### EXERCISE BRIEF:
Lines below that include the word "ActorEntry" should each be copied.

### Saved data entries:
____________________

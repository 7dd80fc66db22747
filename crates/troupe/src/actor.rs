//! Core actor definitions and traits

use crate::{
    address::Address,
    cell::ActorCell,
    completes::{self, Completes, CompletesEventually},
    directory::ActorEntry,
    error::{ActorError, ActorResult},
    logging::Logger,
    stage::Stage,
    supervision::Supervisor,
};
use std::any::type_name;
use std::fmt;
use std::hash::{Hash, Hasher};
use std::sync::Arc;

/// A unit of state that handles one message at a time.
///
/// Handlers run on dispatcher threads, never concurrently for the same actor.
/// Returning an error (or panicking) hands the actor to its supervisor.
pub trait Actor: Send + Sized + 'static {
    /// The message type this actor accepts
    type Protocol: Send + 'static;

    /// Handle one message
    fn receive(&mut self, message: Self::Protocol, ctx: &mut Context<'_, Self>) -> ActorResult<()>;

    /// Called once after registration, before any message is delivered.
    ///
    /// A failure here aborts the creation and unregisters the actor.
    fn before_start(&mut self, _ctx: &mut Context<'_, Self>) -> ActorResult<()> {
        Ok(())
    }

    /// Called once when the actor stops
    fn after_stop(&mut self, _ctx: &mut Context<'_, Self>) {}

    /// Called on the failed instance before it is replaced
    fn before_restart(&mut self, _cause: &ActorError, ctx: &mut Context<'_, Self>) {
        self.after_stop(ctx);
    }

    /// Called on the fresh instance after a restart
    fn after_restart(&mut self, _cause: &ActorError, ctx: &mut Context<'_, Self>) -> ActorResult<()> {
        self.before_start(ctx)
    }

    /// Called before delivery resumes with the current state
    fn before_resume(&mut self, _cause: &ActorError, _ctx: &mut Context<'_, Self>) {}
}

/// Runtime view handed to an actor's handlers
pub struct Context<'a, A: Actor> {
    cell: &'a Arc<ActorCell<A>>,
    stage: &'a Stage,
}

impl<'a, A: Actor> Context<'a, A> {
    pub(crate) fn new(cell: &'a Arc<ActorCell<A>>, stage: &'a Stage) -> Self {
        Self { cell, stage }
    }

    pub fn address(&self) -> &Address {
        self.cell.address()
    }

    pub fn parent(&self) -> &Address {
        self.cell.parent()
    }

    pub fn stage(&self) -> &Stage {
        self.stage
    }

    pub fn logger(&self) -> &Arc<dyn Logger> {
        self.cell.logger()
    }

    /// Handle to this actor
    pub fn self_ref(&self) -> ActorRef<A::Protocol> {
        ActorRef::new(self.cell.clone())
    }

    /// Addresses of live children in creation order
    pub fn children(&self) -> Vec<Address> {
        ActorEntry::children(self.cell.as_ref())
    }

    /// Create an actor whose parent is this actor
    pub fn child_actor_for<C: Actor>(
        &self,
        definition: Definition<C>,
    ) -> ActorResult<ActorRef<C::Protocol>> {
        self.stage()
            .create(definition.with_parent(self.address().clone()))
    }

    /// A fresh eventual result from the stage pool
    pub fn completes<T>(&self) -> (CompletesEventually<T>, Completes<T>) {
        self.stage().completes_provider().provide()
    }

    /// Stop this actor and its children
    pub fn stop(&self) {
        self.stage().stop_actor(self.address());
    }

    pub fn is_stopped(&self) -> bool {
        ActorEntry::is_stop_requested(self.cell.as_ref())
    }
}

/// Delivery endpoint behind an [`ActorRef`]
pub trait ProtocolSink<P>: Send + Sync {
    fn address(&self) -> &Address;

    fn deliver(&self, message: P) -> ActorResult<()>;

    fn is_stopped(&self) -> bool;

    fn pending(&self) -> usize;

    /// Address tagging eventual results created for queries to this actor
    fn completes_address(&self) -> Address;
}

/// Protocol-typed handle to an actor
pub struct ActorRef<P> {
    sink: Arc<dyn ProtocolSink<P>>,
}

impl<P: Send + 'static> ActorRef<P> {
    pub fn new(sink: Arc<dyn ProtocolSink<P>>) -> Self {
        Self { sink }
    }

    /// Recover a typed handle from a directory entry; `None` on protocol mismatch
    pub fn from_entry(entry: &Arc<dyn ActorEntry>) -> Option<Self> {
        entry
            .protocol_sink()?
            .downcast::<Arc<dyn ProtocolSink<P>>>()
            .ok()
            .map(|sink| Self { sink: *sink })
    }

    /// Like [`from_entry`](Self::from_entry) but reporting the mismatch
    pub(crate) fn try_from_entry(entry: &Arc<dyn ActorEntry>) -> ActorResult<Self> {
        Self::from_entry(entry).ok_or_else(|| ActorError::ProtocolMismatch {
            address: entry.address().clone(),
            expected: type_name::<P>(),
            found: entry.protocol_name(),
        })
    }

    /// Enqueue a message; never waits for the handler
    pub fn tell(&self, message: P) -> ActorResult<()> {
        self.sink.deliver(message)
    }

    /// Send a message carrying a reply handle and return the caller's side
    pub fn ask<T, F>(&self, make: F) -> ActorResult<Completes<T>>
    where
        F: FnOnce(CompletesEventually<T>) -> P,
    {
        let (eventually, completes) = completes::pair(self.sink.completes_address());
        self.tell(make(eventually))?;
        Ok(completes)
    }

    pub fn address(&self) -> &Address {
        self.sink.address()
    }

    pub fn is_stopped(&self) -> bool {
        self.sink.is_stopped()
    }

    /// Messages waiting in the actor's mailbox
    pub fn pending(&self) -> usize {
        self.sink.pending()
    }
}

impl<P> Clone for ActorRef<P> {
    fn clone(&self) -> Self {
        Self {
            sink: self.sink.clone(),
        }
    }
}

impl<P> PartialEq for ActorRef<P> {
    fn eq(&self, other: &Self) -> bool {
        self.sink.address() == other.sink.address()
    }
}

impl<P> Eq for ActorRef<P> {}

impl<P> Hash for ActorRef<P> {
    fn hash<H: Hasher>(&self, state: &mut H) {
        self.sink.address().hash(state);
    }
}

impl<P> fmt::Debug for ActorRef<P> {
    fn fmt(&self, f: &mut fmt::Formatter<'_>) -> fmt::Result {
        write!(f, "ActorRef<{}>({})", type_name::<P>(), self.sink.address())
    }
}

/// Construction recipe of an actor, re-run on restart
pub type Recipe<A> = Arc<dyn Fn() -> ActorResult<A> + Send + Sync>;

/// Recipe plus creation options
pub struct Definition<A: Actor> {
    pub(crate) recipe: Recipe<A>,
    pub(crate) address: Option<Address>,
    pub(crate) name: Option<String>,
    pub(crate) parent: Option<Address>,
    pub(crate) supervisor: Option<Arc<dyn Supervisor>>,
    pub(crate) logger: Option<Arc<dyn Logger>>,
    pub(crate) evictable: bool,
}

impl<A: Actor> Definition<A> {
    /// Definition from an infallible constructor
    pub fn new<F>(recipe: F) -> Self
    where
        F: Fn() -> A + Send + Sync + 'static,
    {
        Self::try_new(move || Ok(recipe()))
    }

    /// Definition from a fallible constructor
    pub fn try_new<F>(recipe: F) -> Self
    where
        F: Fn() -> ActorResult<A> + Send + Sync + 'static,
    {
        Self {
            recipe: Arc::new(recipe),
            address: None,
            name: None,
            parent: None,
            supervisor: None,
            logger: None,
            evictable: true,
        }
    }

    /// Use a caller-chosen address
    pub fn with_address(mut self, address: Address) -> Self {
        self.address = Some(address);
        self
    }

    /// Name attached to a freshly allocated address
    pub fn named(mut self, name: impl Into<String>) -> Self {
        self.name = Some(name.into());
        self
    }

    pub fn with_parent(mut self, parent: Address) -> Self {
        self.parent = Some(parent);
        self
    }

    /// Supervisor for this actor, overriding common and default supervisors
    pub fn supervised_by(mut self, supervisor: Arc<dyn Supervisor>) -> Self {
        self.supervisor = Some(supervisor);
        self
    }

    pub fn with_logger(mut self, logger: Arc<dyn Logger>) -> Self {
        self.logger = Some(logger);
        self
    }

    /// Exclude the actor from directory eviction
    pub fn not_evictable(mut self) -> Self {
        self.evictable = false;
        self
    }

    pub fn address(&self) -> Option<&Address> {
        self.address.as_ref()
    }

    pub fn name(&self) -> Option<&str> {
        self.name.as_deref()
    }

    pub fn is_evictable(&self) -> bool {
        self.evictable
    }

    /// Run the recipe once
    pub(crate) fn instantiate(&self) -> ActorResult<A> {
        (self.recipe)()
    }
}

impl<A: Actor> Clone for Definition<A> {
    fn clone(&self) -> Self {
        Self {
            recipe: self.recipe.clone(),
            address: self.address.clone(),
            name: self.name.clone(),
            parent: self.parent.clone(),
            supervisor: self.supervisor.clone(),
            logger: self.logger.clone(),
            evictable: self.evictable,
        }
    }
}

impl<A: Actor> fmt::Debug for Definition<A> {
    fn fmt(&self, f: &mut fmt::Formatter<'_>) -> fmt::Result {
        f.debug_struct("Definition")
            .field("actor", &type_name::<A>())
            .field("address", &self.address)
            .field("name", &self.name)
            .field("parent", &self.parent)
            .field("evictable", &self.evictable)
            .finish()
    }
}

____________________

### SOLUTION TO THIS PROBLEM:
    directory::ActorEntry,
        ActorEntry::children(self.cell.as_ref())
        ActorEntry::is_stop_requested(self.cell.as_ref())
    pub fn from_entry(entry: &Arc<dyn ActorEntry>) -> Option<Self> {
    pub(crate) fn try_from_entry(entry: &Arc<dyn ActorEntry>) -> ActorResult<Self> {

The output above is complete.